**Description of the task:** Scan the listing below for the word "SYMBOLS" and copy every line that has it.

━━━━

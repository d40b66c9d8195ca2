use serde::Serialize;

use super::generator::SYMBOLS;

/// Heuristic strength of a password, 0-100
#[derive(Debug, Clone, PartialEq, Serialize)]
pub struct StrengthReport {
    pub score: u32,
    pub length: usize,
    pub classes: u32, // lower, upper, digit, symbol
    pub details: Vec<String>,
}

pub fn analyze_strength(password: &str) -> StrengthReport {
    let length = password.chars().count();
    let mut details = Vec::new();

    let length_points = if length >= 16 {
        details.push("Good length".to_string());
        25
    } else if length >= 12 {
        details.push("Okay length".to_string());
        15
    } else {
        details.push("Too short".to_string());
        5
    };

    let has_lower = password.chars().any(|c| c.is_lowercase());
    let has_upper = password.chars().any(|c| c.is_uppercase());
    let has_digit = password.chars().any(|c| c.is_ascii_digit());
    let has_symbol = password.chars().any(|c| SYMBOLS.contains(c));

    let classes = [has_lower, has_upper, has_digit, has_symbol]
        .iter()
        .filter(|&&present| present)
        .count() as u32;
    details.push(format!("Character variety: {} types", classes));

    StrengthReport {
        score: (length_points + classes * 15).min(100),
        length,
        classes,
        details,
    }
}

#[cfg(test)]
mod tests {
    use super::*;

    #[test]
    fn test_short_single_class() {
        let report = analyze_strength("abc");
        assert_eq!(report.score, 20); // 5 + 15
        assert_eq!(report.details[0], "Too short");
    }

    #[test]
    fn test_okay_length() {
        let report = analyze_strength("abcdefGH1234");
        assert_eq!(report.length, 12);
        assert_eq!(report.classes, 3);
        assert_eq!(report.score, 60); // 15 + 45
    }

    #[test]
    fn test_strong_password() {
        let report = analyze_strength("Abcdefgh1234!@#$");
        assert_eq!(report.classes, 4);
        assert_eq!(report.score, 85); // 25 + 60
        assert_eq!(report.details[1], "Character variety: 4 types");
    }

    #[test]
    fn test_empty_password() {
        let report = analyze_strength("");
        assert_eq!(report.score, 5);
        assert_eq!(report.classes, 0);
    }

    #[test]
    fn test_length_counts_chars_not_bytes() {
        let report = analyze_strength("ééééééééééééééé"); // 15 chars, 30 bytes
        assert_eq!(report.length, 15);
        assert_eq!(report.details[0], "Okay length");
    }

    #[test]
    fn test_unknown_symbol_not_counted() {
        let report = analyze_strength("password~");
        assert_eq!(report.classes, 1);
    }
}
pub mod config;
pub mod curve;
pub mod engine;
pub mod report;
pub mod validation;

pub use config::ScoringConfig;
pub use curve::{RecencyStep, Threshold};
pub use engine::calculate_report;
pub use report::{Category, CategoryScore, MetricScore, ScoreReport, Tier, MAX_TOTAL};
pub use validation::validate_scoring;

━━━━

**Solution to the exercise:**
use super::generator::SYMBOLS;
    let has_symbol = password.chars().any(|c| SYMBOLS.contains(c));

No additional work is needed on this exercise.